> **TASK TO COMPLETE**
Each line of the entries below that holds "MutMetadata" is needed, copied in full.

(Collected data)
• • • • •

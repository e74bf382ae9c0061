//! Staff user document schema
//!
//! Stores hospital staff credentials and their role.

use bson::{doc, oid::ObjectId, Document};
use mongodb::options::IndexOptions;
use serde::{Deserialize, Serialize};

use crate::auth::StaffRole;
use crate::db::mongo::{IntoIndexes, MutMetadata};
use crate::db::schemas::Metadata;

/// Collection name for staff users
pub const STAFF_USER_COLLECTION: &str = "staff_users";

/// Staff user document stored in MongoDB
#[derive(Serialize, Deserialize, Clone, Debug, Default)]
pub struct StaffUserDoc {
    /// MongoDB document ID
    #[serde(skip_serializing_if = "Option::is_none")]
    pub _id: Option<ObjectId>,

    /// Common metadata (created_at, updated_at)
    #[serde(default)]
    pub metadata: Metadata,

    /// Login name
    pub username: String,

    /// Argon2 password hash
    pub password_hash: String,

    #[serde(default)]
    pub role: StaffRole,

    /// Whether the account may log in
    #[serde(default = "default_true")]
    pub is_active: bool,
}

fn default_true() -> bool {
    true
}

impl StaffUserDoc {
    /// Create a new staff user document
    pub fn new(username: String, password_hash: String, role: StaffRole) -> Self {
        Self {
            _id: None,
            metadata: Metadata::new(),
            username,
            password_hash,
            role,
            is_active: true,
        }
    }

    /// Stable user id used as the JWT subject
    pub fn user_id(&self) -> String {
        self._id
            .map(|id| id.to_hex())
            .unwrap_or_else(|| self.username.clone())
    }
}

impl IntoIndexes for StaffUserDoc {
    fn into_indices() -> Vec<(Document, Option<IndexOptions>)> {
        vec![(
            doc! { "username": 1 },
            Some(
                IndexOptions::builder()
                    .unique(true)
                    .name("username_unique".to_string())
                    .build(),
            ),
        )]
    }
}

impl MutMetadata for StaffUserDoc {
    fn mut_metadata(&mut self) -> &mut Metadata {
        &mut self.metadata
    }
}

#[cfg(test)]
mod tests {
    use super::*;

    #[test]
    fn test_role_defaults_to_doctor() {
        let doc: StaffUserDoc = bson::from_document(doc! {
            "username": "house",
            "password_hash": "$argon2id$...",
        })
        .unwrap();
        assert_eq!(doc.role, StaffRole::Doctor);
        assert!(doc.is_active);
    }

    #[test]
    fn test_user_id_prefers_object_id() {
        let mut doc = StaffUserDoc::new("cuddy".into(), "h".into(), StaffRole::Admin);
        assert_eq!(doc.user_id(), "cuddy");

        let id = ObjectId::new();
        doc._id = Some(id);
        assert_eq!(doc.user_id(), id.to_hex());
    }
}
//! Risk classification for filtered interactions

use serde::{Deserialize, Serialize};
use std::fmt;

use crate::registry::InteractionRecord;
use crate::safety::vocabulary::is_high_severity;

/// Risk level of a safety verdict
#[derive(Debug, Clone, Copy, PartialEq, Eq, Serialize, Deserialize)]
#[serde(rename_all = "UPPERCASE")]
pub enum RiskLevel {
    Low,
    High,
}

impl fmt::Display for RiskLevel {
    fn fmt(&self, f: &mut fmt::Formatter<'_>) -> fmt::Result {
        match self {
            RiskLevel::Low => write!(f, "LOW"),
            RiskLevel::High => write!(f, "HIGH"),
        }
    }
}

/// Classify already-filtered alerts.
///
/// HIGH only when at least one alert carries an escalating severity. Real
/// alerts with benign or unknown severities stay LOW.
pub fn classify(alerts: &[InteractionRecord]) -> RiskLevel {
    if alerts.iter().any(|alert| is_high_severity(alert.severity())) {
        RiskLevel::High
    } else {
        RiskLevel::Low
    }
}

• • • • •

> **EXERCISE SOLUTION**
use crate::db::mongo::{IntoIndexes, MutMetadata};
impl MutMetadata for StaffUserDoc {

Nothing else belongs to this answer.